| |
| |
| |
IV.
Van de moderne dichters die ook in proza schreven is Jammes een der weinigen, wier proza en dichtwerk zulke groote eenheid van inspiratie, geest en gevoel vertoonen. Zijn proza is niet alleen in wezen even lyrisch als zijne verzen, maar ook in den vorm. In zijn proza heeft zijn gevoel dezelfde romantische tint, zijn visie dezelfde argeloosheid. Dit is niet zoo vanzelfsprekend dan het wel lijkt, want wanneer men de werken der meeste moderne dichters, Verlaine, Samain, de Régnier b.v. van uit dit oogpunt bekijkt, zal men tot de onvermijdelijke conclusie komen dat bij hen een vrij groot verschil bestaat tusschen den dichter en den prozateur.

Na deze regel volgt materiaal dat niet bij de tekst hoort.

use url::Url;

/// Validate a page URL before handing it to a browser.
///
/// Only absolute http(s) URLs qualify. Anything else yields None and the
/// caller just skips opening it.
pub fn page_target(raw: &str) -> Option<Url> {
    let url = Url::parse(raw.trim()).ok()?;
    match url.scheme() {
        "http" | "https" => Some(url),
        _ => None,
    }
}

#[cfg(test)]
mod tests {
    use super::*;

    #[test]
    fn test_page_target() {
        assert_eq!(
            page_target("https://example.com/a?b=1").map(|u| u.to_string()),
            Some("https://example.com/a?b=1".to_string())
        );
        assert!(page_target(" http://example.com ").is_some());
        assert!(page_target("").is_none());
        assert!(page_target("example.com/no-scheme").is_none());
        assert!(page_target("javascript:alert(1)").is_none());
        assert!(page_target("file:///etc/passwd").is_none());
    }
}
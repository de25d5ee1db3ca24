use serde::{Deserialize, Serialize};
use thiserror::Error;
use tracing::debug;

const NEWSAPI_BASE: &str = "https://newsapi.org/v2";

#[derive(Error, Debug)]
pub enum NewsApiError {
    #[error("Failed to build HTTP client: {0}")]
    Client(String),

    #[error("API request failed with status {status}: {message}")]
    Status { status: u16, message: String },

    #[error("Invalid URL: {0}")]
    InvalidUrl(String),

    #[error("Network error: {0}")]
    NetworkError(#[from] reqwest::Error),

    #[error("JSON parsing failed: {0}")]
    ParseError(#[from] serde_json::Error),
}

pub type Result<T> = std::result::Result<T, NewsApiError>;

/// Client for the two newsapi.org endpoints we care about.
///
/// Holds no state between calls: no retry, no response cache. Every call
/// is a single GET.
#[derive(Clone)]
pub struct NewsApiClient {
    client: reqwest::Client,
    api_key: String,
    base_url: String,
}

impl NewsApiClient {
    pub fn new(api_key: impl Into<String>) -> Result<Self> {
        Self::with_base_url(api_key, NEWSAPI_BASE)
    }

    /// Point the client at another host (tests, proxies)
    pub fn with_base_url(api_key: impl Into<String>, base_url: impl Into<String>) -> Result<Self> {
        let mut headers = reqwest::header::HeaderMap::new();
        headers.insert(
            reqwest::header::USER_AGENT,
            reqwest::header::HeaderValue::from_static("Headliner/0.1.0"),
        );

        let client = reqwest::Client::builder()
            .default_headers(headers)
            .build()
            .map_err(|e| NewsApiError::Client(e.to_string()))?;

        Ok(Self {
            client,
            api_key: api_key.into(),
            base_url: base_url.into().trim_end_matches('/').to_string(),
        })
    }

    pub fn base_url(&self) -> &str {
        &self.base_url
    }

    /// Top headlines for a country code (e.g. "us")
    pub async fn top_headlines(&self, country: &str) -> Result<Vec<ApiArticle>> {
        let url = format!("{}/top-headlines", self.base_url);
        self.get_articles(&url, &[("country", country), ("apiKey", &self.api_key)])
            .await
    }

    /// Keyword search over everything, most popular first.
    ///
    /// The query is sent as-is; trimming and the empty-query guard live in
    /// the caller.
    pub async fn search_everything(&self, query: &str) -> Result<Vec<ApiArticle>> {
        let url = format!("{}/everything", self.base_url);
        self.get_articles(
            &url,
            &[
                ("sortBy", "popularity"),
                ("apiKey", &self.api_key),
                ("q", query),
            ],
        )
        .await
    }

    /// Download raw bytes from an arbitrary URL (article thumbnails)
    pub async fn fetch_bytes(&self, url: &str) -> Result<Vec<u8>> {
        let parsed =
            reqwest::Url::parse(url).map_err(|_| NewsApiError::InvalidUrl(url.to_string()))?;

        debug!("Fetching image {}", parsed);
        let response = self.client.get(parsed).send().await?;

        if !response.status().is_success() {
            return Err(NewsApiError::Status {
                status: response.status().as_u16(),
                message: format!("image download failed for {}", url),
            });
        }

        Ok(response.bytes().await?.to_vec())
    }

    async fn get_articles(&self, url: &str, params: &[(&str, &str)]) -> Result<Vec<ApiArticle>> {
        debug!("GET {}", url);
        let response = self.client.get(url).query(params).send().await?;

        let status = response.status();
        let body = response.text().await?;

        if !status.is_success() {
            return Err(NewsApiError::Status {
                status: status.as_u16(),
                message: error_message(&body),
            });
        }

        let parsed: ApiResponse = serde_json::from_str(&body)?;
        debug!("Decoded {} articles from {}", parsed.articles.len(), url);
        Ok(parsed.articles)
    }
}

/// newsapi.org reports failures as `{"status":"error","code":..,"message":..}`.
/// Fall back to the raw body when it's something else.
fn error_message(body: &str) -> String {
    match serde_json::from_str::<ApiErrorBody>(body) {
        Ok(err) => match err.code {
            Some(code) => format!("{} ({})", err.message, code),
            None => err.message,
        },
        Err(_) => body.to_string(),
    }
}

#[derive(Debug, Clone, Serialize, Deserialize)]
pub struct ApiResponse {
    pub articles: Vec<ApiArticle>,
}

#[derive(Debug, Clone, Serialize, Deserialize, PartialEq)]
#[serde(rename_all = "camelCase")]
pub struct ApiArticle {
    pub source: ApiSource,
    pub title: String,
    pub description: Option<String>,
    pub url: Option<String>,
    pub url_to_image: Option<String>,
    pub published_at: String,
}

#[derive(Debug, Clone, Serialize, Deserialize, PartialEq)]
pub struct ApiSource {
    pub name: String,
}

#[derive(Debug, Deserialize)]
struct ApiErrorBody {
    code: Option<String>,
    message: String,
}
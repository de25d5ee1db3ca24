// TUI application state and event handling
use std::sync::Arc;
use std::time::Duration;

use crossterm::event::KeyCode;
use headliner_core::{
    page_target, Applied, DisplayMode, FavoriteBus, FavoritesScreen, FetchKind, ImageLoader, NewsScreen,
    NewsSource, ScreenEvent,
};
use ratatui::widgets::ListState;
use tokio::sync::mpsc::UnboundedSender;
use tracing::info;
use url::Url;

#[derive(Debug, Clone, Copy, PartialEq, Eq)]
pub enum Tab {
    News,
    Favorites,
}

impl Tab {
    pub fn toggle(self) -> Self {
        match self {
            Tab::News => Tab::Favorites,
            Tab::Favorites => Tab::News,
        }
    }
}

#[derive(Debug, Clone, Copy, PartialEq, Eq)]
pub enum InputMode {
    Normal,    // Navigating rows
    Searching, // Typing in search box
}

/// Side effects the runner performs on the app's behalf
#[derive(Debug, Clone, PartialEq, Eq)]
pub enum AppCommand {
    OpenPage(Url),
}

pub struct App {
    pub should_quit: bool,
    pub tab: Tab,
    pub input_mode: InputMode,
    pub search_input: String,
    pub news: NewsScreen,
    pub favorites: FavoritesScreen,
    pub news_state: ListState,
    pub favorites_state: ListState,
    pub status_message: Option<String>,
    pub error_message: Option<String>,
}

impl App {
    /// Both screens share one favorites bus and report back through `events`
    pub fn new(
        source: Arc<dyn NewsSource>,
        images: Arc<dyn ImageLoader>,
        events: UnboundedSender<ScreenEvent>,
    ) -> Self {
        let bus = FavoriteBus::new();
        let news = NewsScreen::new(source, Arc::clone(&images), bus.clone(), events.clone());
        let favorites = FavoritesScreen::new(&bus, images, events);

        Self {
            should_quit: false,
            tab: Tab::News,
            input_mode: InputMode::Normal,
            search_input: String::new(),
            news,
            favorites,
            news_state: ListState::default(),
            favorites_state: ListState::default(),
            status_message: None,
            error_message: None,
        }
    }

    /// Initial load plus the periodic refresh
    pub fn start(&mut self, refresh_every: Duration) {
        self.news.fetch_top_stories();
        self.news.start_auto_refresh(refresh_every);
    }

    pub fn quit(&mut self) {
        self.should_quit = true;
    }

    pub fn is_loading(&self) -> bool {
        self.news.is_loading()
    }

    pub fn selected_news(&self) -> Option<usize> {
        self.news_state.selected().filter(|&i| i < self.news.list().len())
    }

    pub fn selected_favorite(&self) -> Option<usize> {
        self.favorites_state
            .selected()
            .filter(|&i| i < self.favorites.len())
    }

    /// Apply something a background task finished
    pub fn handle_screen_event(&mut self, event: ScreenEvent) {
        match event {
            ScreenEvent::Articles(outcome) => match self.news.apply_fetch(outcome) {
                Applied::Loaded { kind, count } => {
                    self.error_message = None;
                    self.status_message = Some(match kind {
                        FetchKind::TopStories => format!("Loaded {} top stories", count),
                        FetchKind::Search(q) => format!("{} results for '{}'", count, q),
                    });
                    self.news_state.select(if count > 0 { Some(0) } else { None });
                    self.request_selected_image();
                }
                Applied::Failed { kind, message } => {
                    self.error_message = Some(format!("Fetching {} failed: {}", kind, message));
                }
                Applied::Stale => {}
            },
            ScreenEvent::Image(outcome) => match outcome.screen {
                DisplayMode::News => {
                    self.news.apply_image(outcome);
                }
                DisplayMode::Favorites => {
                    self.favorites.apply_image(outcome);
                }
            },
            ScreenEvent::RefreshTick => {
                info!("Periodic refresh of top stories");
                self.news.fetch_top_stories();
            }
        }
    }

    pub fn handle_key(&mut self, code: KeyCode) -> Option<AppCommand> {
        match self.input_mode {
            InputMode::Searching => {
                self.handle_search_key(code);
                None
            }
            InputMode::Normal => self.handle_normal_key(code),
        }
    }

    fn handle_search_key(&mut self, code: KeyCode) {
        match code {
            KeyCode::Enter => {
                self.input_mode = InputMode::Normal;
                if self.news.search(&self.search_input).is_some() {
                    self.status_message = Some(format!("Searching '{}'...", self.search_input.trim()));
                }
            }
            KeyCode::Esc => {
                // Cancelling a search goes back to top stories
                self.search_input.clear();
                self.input_mode = InputMode::Normal;
                self.news.fetch_top_stories();
            }
            KeyCode::Backspace => {
                self.search_input.pop();
                if self.search_input.is_empty() {
                    self.news.fetch_top_stories();
                }
            }
            KeyCode::Char(c) => {
                self.search_input.push(c);
            }
            _ => {}
        }
    }

    fn handle_normal_key(&mut self, code: KeyCode) -> Option<AppCommand> {
        match code {
            KeyCode::Char('q') => self.quit(),
            KeyCode::Tab => {
                self.tab = self.tab.toggle();
                self.request_selected_image();
            }
            KeyCode::Char('j') | KeyCode::Down => self.next_row(),
            KeyCode::Char('k') | KeyCode::Up => self.previous_row(),
            KeyCode::Enter => return self.open_selected(),
            _ => match self.tab {
                Tab::News => self.handle_news_key(code),
                Tab::Favorites => self.handle_favorites_key(code),
            },
        }
        None
    }

    fn handle_news_key(&mut self, code: KeyCode) {
        match code {
            KeyCode::Char('/') => {
                self.input_mode = InputMode::Searching;
            }
            KeyCode::Char('r') | KeyCode::Char('R') => {
                self.search_input.clear();
                self.status_message = Some("Refreshing...".to_string());
                self.news.fetch_top_stories();
            }
            KeyCode::Char('f') => {
                if let Some(index) = self.selected_news() {
                    if self.news.favorite(index) {
                        self.status_message = Some("Added to favorites".to_string());
                        if self.favorites_state.selected().is_none() {
                            self.favorites_state.select(Some(0));
                        }
                    }
                }
            }
            _ => {}
        }
    }

    fn handle_favorites_key(&mut self, code: KeyCode) {
        if let KeyCode::Char('d') | KeyCode::Delete = code {
            if let Some(index) = self.selected_favorite() {
                if let Some(vm) = self.favorites.remove_at(index) {
                    self.status_message = Some(format!("Removed '{}'", vm.title));
                }
                let len = self.favorites.len();
                self.favorites_state.select(if len == 0 {
                    None
                } else {
                    Some(index.min(len - 1))
                });
            }
        }
    }

    fn next_row(&mut self) {
        let (len, state) = self.current_list();
        if len == 0 {
            return;
        }
        let next = state.selected().map_or(0, |i| (i + 1).min(len - 1));
        state.select(Some(next));
        self.request_selected_image();
    }

    fn previous_row(&mut self) {
        let (len, state) = self.current_list();
        if len == 0 {
            return;
        }
        let prev = state.selected().map_or(0, |i| i.saturating_sub(1));
        state.select(Some(prev));
        self.request_selected_image();
    }

    fn current_list(&mut self) -> (usize, &mut ListState) {
        match self.tab {
            Tab::News => (self.news.list().len(), &mut self.news_state),
            Tab::Favorites => (self.favorites.len(), &mut self.favorites_state),
        }
    }

    fn request_selected_image(&mut self) {
        match self.tab {
            Tab::News => {
                if let Some(index) = self.selected_news() {
                    self.news.request_image(index);
                }
            }
            Tab::Favorites => {
                if let Some(index) = self.selected_favorite() {
                    self.favorites.request_image(index);
                }
            }
        }
    }

    /// Invalid or missing page URLs are skipped without complaint
    fn open_selected(&self) -> Option<AppCommand> {
        let page_url = match self.tab {
            Tab::News => self
                .selected_news()
                .and_then(|i| self.news.list().article_at(i))
                .and_then(|a| a.url.clone()),
            Tab::Favorites => self.selected_favorite().and_then(|i| {
                self.favorites
                    .with_list(|list| list.get(i).and_then(|vm| vm.page_url.clone()))
            }),
        }?;

        page_target(&page_url).map(AppCommand::OpenPage)
    }
}
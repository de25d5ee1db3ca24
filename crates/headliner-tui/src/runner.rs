// TUI event loop and terminal management
use crate::{App, AppCommand};
use crossterm::{
    event::{self, Event, KeyEventKind},
    execute,
    terminal::{disable_raw_mode, enable_raw_mode, EnterAlternateScreen, LeaveAlternateScreen},
};
use headliner_core::ScreenEvent;
use ratatui::{backend::CrosstermBackend, Terminal};
use std::io;
use std::time::Duration;
use tokio::sync::mpsc::UnboundedReceiver;
use tracing::{debug, warn};

/// How long to wait for a key before checking on background work
const POLL_INTERVAL: Duration = Duration::from_millis(100);

/// Run the app until the user quits.
///
/// `events` is the receiving end of the channel the app's screens were
/// built with. Everything arriving on it is applied here, between frames,
/// so list state is only ever touched from this loop.
pub async fn run_tui(
    mut app: App,
    mut events: UnboundedReceiver<ScreenEvent>,
    refresh_every: Duration,
) -> anyhow::Result<()> {
    // Setup terminal
    enable_raw_mode()?;
    let mut stdout = io::stdout();
    execute!(stdout, EnterAlternateScreen)?;
    let backend = CrosstermBackend::new(stdout);
    let mut terminal = Terminal::new(backend)?;

    app.start(refresh_every);
    let result = event_loop(&mut terminal, &mut app, &mut events);

    // Restore terminal even if the loop bailed
    disable_raw_mode()?;
    execute!(terminal.backend_mut(), LeaveAlternateScreen)?;
    terminal.show_cursor()?;

    result
}

fn event_loop(
    terminal: &mut Terminal<CrosstermBackend<io::Stdout>>,
    app: &mut App,
    events: &mut UnboundedReceiver<ScreenEvent>,
) -> anyhow::Result<()> {
    loop {
        while let Ok(screen_event) = events.try_recv() {
            app.handle_screen_event(screen_event);
        }

        terminal.draw(|f| crate::ui::render(f, app))?;

        if event::poll(POLL_INTERVAL)? {
            if let Event::Key(key) = event::read()? {
                if key.kind == KeyEventKind::Press {
                    if let Some(command) = app.handle_key(key.code) {
                        run_command(app, command);
                    }
                }
            }
        }

        if app.should_quit {
            return Ok(());
        }
    }
}

fn run_command(app: &mut App, command: AppCommand) {
    match command {
        AppCommand::OpenPage(url) => {
            debug!("Opening {}", url);
            if let Err(e) = open::that(url.as_str()) {
                warn!("Failed to open browser: {}", e);
                app.error_message = Some(format!("Failed to open browser: {}", e));
            }
        }
    }
}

Zijne drie verhalen, Clara d'Ellébeuse, ou l'histoire d'une ancienne jeune fille (1899), Almaïde d'Etremont, ou l'histoire d'une jeune fille passionnée (1901), en Pomme d' Anis, ou l'histoire d'une jeune fille infirme (1904), zijn door denzelfden geest geïnspireerd dan een groot deel der verzen uit De l' Angélus de l' Aube à l' Angélus du Soir. Clara d'Ellébeuse, die de dichter ook zoo vaak in zijne verzen heeft bezongen, is het jonge kostschoolmeisje uit de jaren 1830-1840, het eenvoudige kind, dat uit de puberteitsjaren ontwaakt met eene naïeve hartstochtelijkheid en een aandoenlijke zucht naar liefde. De dichter heeft een beeld willen geven van de wonderlijke reinheid des harten in een lichaam dat van kuisch begeeren en ingehouden hartstocht zucht,
| |
| |
zonder dat het verstand van het meisje vermoedt welk gevoel in haar is ontwaakt.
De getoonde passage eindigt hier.